Признание Гринблата красноречиво резюмирует те упреки, которые Гаспаров адресует сегодня профессиональному литературоведению, — многие из егоупреков метят (справедливо или несправедливо) в Бахтина. Филолог, гуманитарий-гуманист (the humanist scholar), каким его наполовину всерьез, а наполовину игриво видит Гринблат, — это «шаман», у которого глубокая психологическая потребность в магии каким-то образом служит оправданием тому, чем он занимается. Такой шаманствующий и, одновременно, исповедывающийся филолог борется с фантазией, а потом вдруг сам же ей отдается, демонстрируя привлекательную широту натуры и прося у читателя снисхождения. Филолог, критик, гуманитарий, тип которого так ярко воплощает Гринблат и который так явно отталкивает Гаспарова в лице Бахтина, исходит из того, что мертвые могут заговорить с помощью меня, живого современника, — через мой голос и совместно с моим голосом.

Но у такого ученого, согласимся, довольно-таки странная, в онтологическом отношении, аргументация. Оказывается, художественная литература («вымысел», simulation) для про­фес­сиональных читателей — более живое и интенсивное пережи­вание, чем какая бы то ни было реальная жизнь. И это потому, что вымысел, будучи заведомо лживым, предвосхищает утрату, которую нам предстоит пережить, столкнувшись с реальной смертью. Тем самым позиция, которую конструирует Грин­блат и деконструирует Гаспаров, представляет собой смешение научного исследования с собственными потребностя­ми, само-терапией и умственным произволом (а «самоутверж­дение Ренессанса», Renaissance Self-Fashioning, на поверку ока­зывается самоутверждением критика, пишущего о Ренессансе).

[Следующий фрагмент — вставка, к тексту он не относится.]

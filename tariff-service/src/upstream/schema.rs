//! Wire shapes of upstream responses and their conversion to domain types.

use serde::{de, Deserialize, Deserializer};
use serde_json::Value;
use tariff_client::domain::{ConsumptionInterval, RateWindow, TariffAgreement};
use time::OffsetDateTime;

use super::{Account, ApiError, ElectricityAgreement, Meter, TelemetryReading};

pub const SCRUBBED_KEYS: [&str; 8] = [
    "moved_in_at",
    "moved_out_at",
    "address_line_1",
    "address_line_2",
    "address_line_3",
    "town",
    "county",
    "postcode",
];

/// Replace the value of every `keys` entry, at any depth, with `[SCRUBBED]`.
pub fn scrub_keys(value: &mut Value, keys: &[&str]) {
    match value {
        Value::Object(map) => {
            for (k, v) in map.iter_mut() {
                if keys.contains(&k.as_str()) {
                    *v = Value::String("[SCRUBBED]".to_string());
                } else {
                    scrub_keys(v, keys);
                }
            }
        }
        Value::Array(items) => {
            for v in items {
                scrub_keys(v, keys);
            }
        }
        _ => {}
    }
}

/// Numbers that may arrive as JSON strings.
fn number_from_any<'de, D>(deserializer: D) -> Result<f64, D::Error>
where
    D: Deserializer<'de>,
{
    #[derive(Deserialize)]
    #[serde(untagged)]
    enum NumberOrString {
        Number(f64),
        String(String),
    }

    match NumberOrString::deserialize(deserializer)? {
        NumberOrString::Number(n) => Ok(n),
        NumberOrString::String(s) => s.trim().parse().map_err(de::Error::custom),
    }
}

fn non_empty<T>(items: Vec<T>, what: &str) -> Result<Vec<T>, ApiError> {
    if items.is_empty() {
        Err(ApiError::Schema(format!("no {what} in response")))
    } else {
        Ok(items)
    }
}

// ---- GraphQL ----

#[derive(Debug, Deserialize)]
pub struct GraphQlResponse<T> {
    pub data: Option<T>,
    #[serde(default)]
    pub errors: Vec<GraphQlErrorMessage>,
}

#[derive(Debug, Deserialize)]
pub struct GraphQlErrorMessage {
    pub message: String,
}

#[derive(Debug, Deserialize)]
#[serde(rename_all = "camelCase")]
pub struct TokenData {
    pub obtain_kraken_token: TokenWire,
}

#[derive(Debug, Deserialize)]
pub struct TokenWire {
    pub token: String,
}

#[derive(Debug, Deserialize)]
pub struct AccountData {
    pub account: AccountWire,
}

#[derive(Debug, Deserialize)]
#[serde(rename_all = "camelCase")]
pub struct AccountWire {
    pub electricity_agreements: Vec<AgreementWire>,
}

#[derive(Debug, Deserialize)]
#[serde(rename_all = "camelCase")]
pub struct AgreementWire {
    #[serde(with = "time::serde::rfc3339")]
    pub valid_from: OffsetDateTime,
    #[serde(default, with = "time::serde::rfc3339::option")]
    pub valid_to: Option<OffsetDateTime>,
    pub meter_point: MeterPointWire,
    pub tariff: AgreementTariffWire,
}

#[derive(Debug, Deserialize)]
pub struct MeterPointWire {
    pub mpan: String,
    pub meters: Vec<MeterWire>,
}

#[derive(Debug, Deserialize)]
#[serde(rename_all = "camelCase")]
pub struct MeterWire {
    pub serial_number: String,
    pub smart_devices: Vec<SmartDeviceWire>,
}

#[derive(Debug, Deserialize)]
#[serde(rename_all = "camelCase")]
pub struct SmartDeviceWire {
    pub device_id: String,
}

#[derive(Debug, Deserialize)]
#[serde(rename_all = "camelCase")]
pub struct AgreementTariffWire {
    pub product_code: String,
    pub tariff_code: String,
    pub standing_charge: f64,
}

impl TryFrom<AccountData> for Account {
    type Error = ApiError;

    fn try_from(data: AccountData) -> Result<Self, Self::Error> {
        let agreements = non_empty(data.account.electricity_agreements, "electricity agreements")?;

        let electricity_agreements = agreements
            .into_iter()
            .map(|a| {
                let meters = non_empty(a.meter_point.meters, "meters")?
                    .into_iter()
                    .map(|m| {
                        Ok(Meter {
                            serial_number: m.serial_number,
                            device_ids: non_empty(m.smart_devices, "smart devices")?
                                .into_iter()
                                .map(|d| d.device_id)
                                .collect(),
                        })
                    })
                    .collect::<Result<Vec<_>, ApiError>>()?;

                Ok(ElectricityAgreement {
                    valid_from: a.valid_from,
                    valid_to: a.valid_to,
                    mpan: a.meter_point.mpan,
                    meters,
                    product_code: a.tariff.product_code,
                    tariff_code: a.tariff.tariff_code,
                    standing_charge: a.tariff.standing_charge,
                })
            })
            .collect::<Result<Vec<_>, ApiError>>()?;

        Ok(Account { electricity_agreements })
    }
}

#[derive(Debug, Deserialize)]
#[serde(rename_all = "camelCase")]
pub struct TelemetryData {
    pub smart_meter_telemetry: Vec<TelemetryWire>,
}

#[derive(Debug, Deserialize)]
#[serde(rename_all = "camelCase")]
pub struct TelemetryWire {
    #[serde(with = "time::serde::rfc3339")]
    pub read_at: OffsetDateTime,
    #[serde(deserialize_with = "number_from_any")]
    pub consumption_delta: f64,
    #[serde(deserialize_with = "number_from_any")]
    pub cost_delta_with_tax: f64,
}

impl TelemetryData {
    pub fn into_readings(self) -> Result<Vec<TelemetryReading>, ApiError> {
        Ok(non_empty(self.smart_meter_telemetry, "telemetry")?
            .into_iter()
            .map(|t| TelemetryReading {
                read_at: t.read_at,
                consumption_delta_wh: t.consumption_delta,
                cost_delta_with_tax: t.cost_delta_with_tax,
            })
            .collect())
    }
}

#[derive(Debug, Deserialize)]
#[serde(rename_all = "camelCase")]
pub struct TermsData {
    pub terms_and_conditions_for_product: TermsWire,
}

#[derive(Debug, Deserialize)]
pub struct TermsWire {
    pub name: String,
    pub version: String,
}

#[derive(Debug, Deserialize)]
#[serde(rename_all = "camelCase")]
pub struct OnboardingData {
    pub start_onboarding_process: OnboardingWire,
}

#[derive(Debug, Deserialize)]
#[serde(rename_all = "camelCase")]
pub struct OnboardingWire {
    pub onboarding_process: Option<IdWire>,
    pub product_enrolment: IdWire,
    #[serde(default)]
    pub possible_errors: Option<Vec<PossibleError>>,
}

#[derive(Debug, Deserialize)]
pub struct IdWire {
    pub id: String,
}

#[derive(Debug, Deserialize)]
pub struct PossibleError {
    pub message: String,
    pub code: String,
}

#[derive(Debug, Deserialize)]
#[serde(rename_all = "camelCase")]
pub struct AcceptTermsData {
    pub accept_terms_and_conditions: AcceptTermsWire,
}

#[derive(Debug, Deserialize)]
#[serde(rename_all = "camelCase")]
pub struct AcceptTermsWire {
    pub accepted_version: String,
}

// ---- REST ----

#[derive(Debug, Deserialize)]
pub struct Paged<T> {
    pub results: Vec<T>,
}

#[derive(Debug, Deserialize)]
pub struct UnitRateWire {
    pub value_inc_vat: f64,
    #[serde(with = "time::serde::rfc3339")]
    pub valid_from: OffsetDateTime,
    #[serde(with = "time::serde::rfc3339")]
    pub valid_to: OffsetDateTime,
}

impl Paged<UnitRateWire> {
    pub fn into_rate_windows(self) -> Result<Vec<RateWindow>, ApiError> {
        Ok(non_empty(self.results, "unit rates")?
            .into_iter()
            .map(|r| RateWindow::new(r.valid_from, r.valid_to, r.value_inc_vat))
            .collect())
    }
}

#[derive(Debug, Deserialize)]
pub struct StandingChargeWire {
    pub value_inc_vat: f64,
}

#[derive(Debug, Deserialize)]
pub struct ConsumptionWire {
    /// kWh
    pub consumption: f64,
    #[serde(with = "time::serde::rfc3339")]
    pub interval_start: OffsetDateTime,
}

impl Paged<ConsumptionWire> {
    pub fn into_intervals(self) -> Result<Vec<ConsumptionInterval>, ApiError> {
        Ok(non_empty(self.results, "consumption")?
            .into_iter()
            .map(|c| ConsumptionInterval::new(c.interval_start, c.consumption * 1000.0))
            .collect())
    }
}

#[derive(Debug, Deserialize)]
pub struct AccountRestWire {
    pub properties: Vec<PropertyWire>,
}

#[derive(Debug, Deserialize)]
pub struct PropertyWire {
    #[serde(default)]
    pub electricity_meter_points: Vec<MeterPointAgreementsWire>,
}

#[derive(Debug, Deserialize)]
pub struct MeterPointAgreementsWire {
    pub agreements: Vec<PastAgreementWire>,
}

#[derive(Debug, Deserialize)]
pub struct PastAgreementWire {
    pub tariff_code: String,
    #[serde(with = "time::serde::rfc3339")]
    pub valid_from: OffsetDateTime,
    #[serde(default, with = "time::serde::rfc3339::option")]
    pub valid_to: Option<OffsetDateTime>,
}

impl AccountRestWire {
    /// Agreements of the first electricity meter point on the first property.
    pub fn into_agreements(self) -> Result<Vec<TariffAgreement>, ApiError> {
        let point = self
            .properties
            .into_iter()
            .next()
            .and_then(|p| p.electricity_meter_points.into_iter().next())
            .ok_or_else(|| ApiError::Schema("no electricity meter point on account".to_string()))?;

        Ok(non_empty(point.agreements, "agreements")?
            .into_iter()
            .map(|a| TariffAgreement {
                tariff_code: a.tariff_code,
                valid_from: a.valid_from,
                valid_to: a.valid_to,
            })
            .collect())
    }
}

С точки зрения гаспаровцев, «случай Гринблата» — поясняющая аналогия к «случаю Бахтина», поскольку сторонники «нового историзма» активно способствовали смещению вкусов и оценок (shift of sensibilities) в американской литературной критике от текста к культурным контекстам — тому же самому смещению, которое питало «американского Бахтина» и подняло его до уровня суперзвезды. Обращение к широкой аудитории; открытость для взаимных, равноправных контактов и «переговоров» (negotiations); способность говорить с другими на их языке; учет фактора случайности; внимание к «резонансам»; наконец, акцент на способности каждого человека стать действующим лицом и оставить после себя след, энергии которого могут высвободить критики последующих поколений, — эти особенности и ориентации «нового историзма» как раз и соответствуют более чем вольным надеждам, возлагаемым на «диалог» и (в чисто литературной плоскости) на «полифонию». Обратимся же теперь к бахтинской полифонии: можно ли снять с нее подозрение Гаспарова в том, что полифония в литературе тоже имеет только «философскую», а не филологическую значимость?

 

II. Автор и герой в академической деятельности:

полифония, одновременность и форма сакрального

 

Скептиков, пишущих о полифонии в романе, давно уже беспокоит предположение: а не лежит ли в основе динамики полифонического романа как целого некий недопустимый для филологии постулат веры? Энтузиасты и апологеты полифонии утверждают даже, что полифоническое построение приближается к тому удивительному и таинственному моменту реальной действительности, который мы называем обычно «сдвигом сознания». И, конечно же, полифонический диалог — это очень своеобразная творческая деятельность: его итог — не «творение» (созданный герой, артефакт), но другие говорящие люди — лица, личности — существа, сотворенные для того, чтобы творить, причем творить больше словом и в слове, то есть из того же материала, из которого они сами созданы. Для того чтобы звучать правдиво, разговор между такими «сотворенными и творящими» существами должен быть весь проникнут чувством свободы. Именно утверждение, что написанный текст может порождать не имеющую конца и завершения свободу, особенно раздражает тех филологов, которые привыкли работать с давно отложившимися и определившимися, традиционными литературными формами, — к таким филологам, понятно, относится и Гаспаров. Однако по мере развития бахтинистики стали появляться более взвешенные и конкретные определения полифонии, которые постепенно завоевывают признание. Если такие определения и объяснения на самом деле отражают замысел Бахтина, то, возможно, с их помощью удастся более объективно воспринять и более научно оценить «полифоническую форму», умиротворив тем самым даже скептиков гаспаровского типа.

 

 

Одним из первых шаг в этом направлении сделал Майкл Холквист. Исследуя бахтинское мышление в связи с проблемой органической формы, он уже давно отстаивает такую модель диалогических и полифонических отношений, которая заключает в себе нечто большее, чем отношения линейности, чередования или колебательного движения. Холквист считает, что в центре теоретических интересов Бахтина, среди которых особенно выделяется своим постоянством проблема органических единств в их отличии от единств механических, находится одновременность — состояние непрерывной обратной связи и «едино-временно-сти» между различными необходимыми для жизни феноменами20. Отношения, поддерживающие процесс жизни, развиваются и сообщаются не последовательно, не «в ряд» (как мы представляем себе внешний ход диалога), но, скорее, в более глубоком измерении (a field), непрерывно приспосабливаясь к нему. Полифония, понятая как со-существование множества переменных величин, в равной мере живых и способных ответно реагировать и поступать, — это не временнбя последовательность бытия, но основание бытия.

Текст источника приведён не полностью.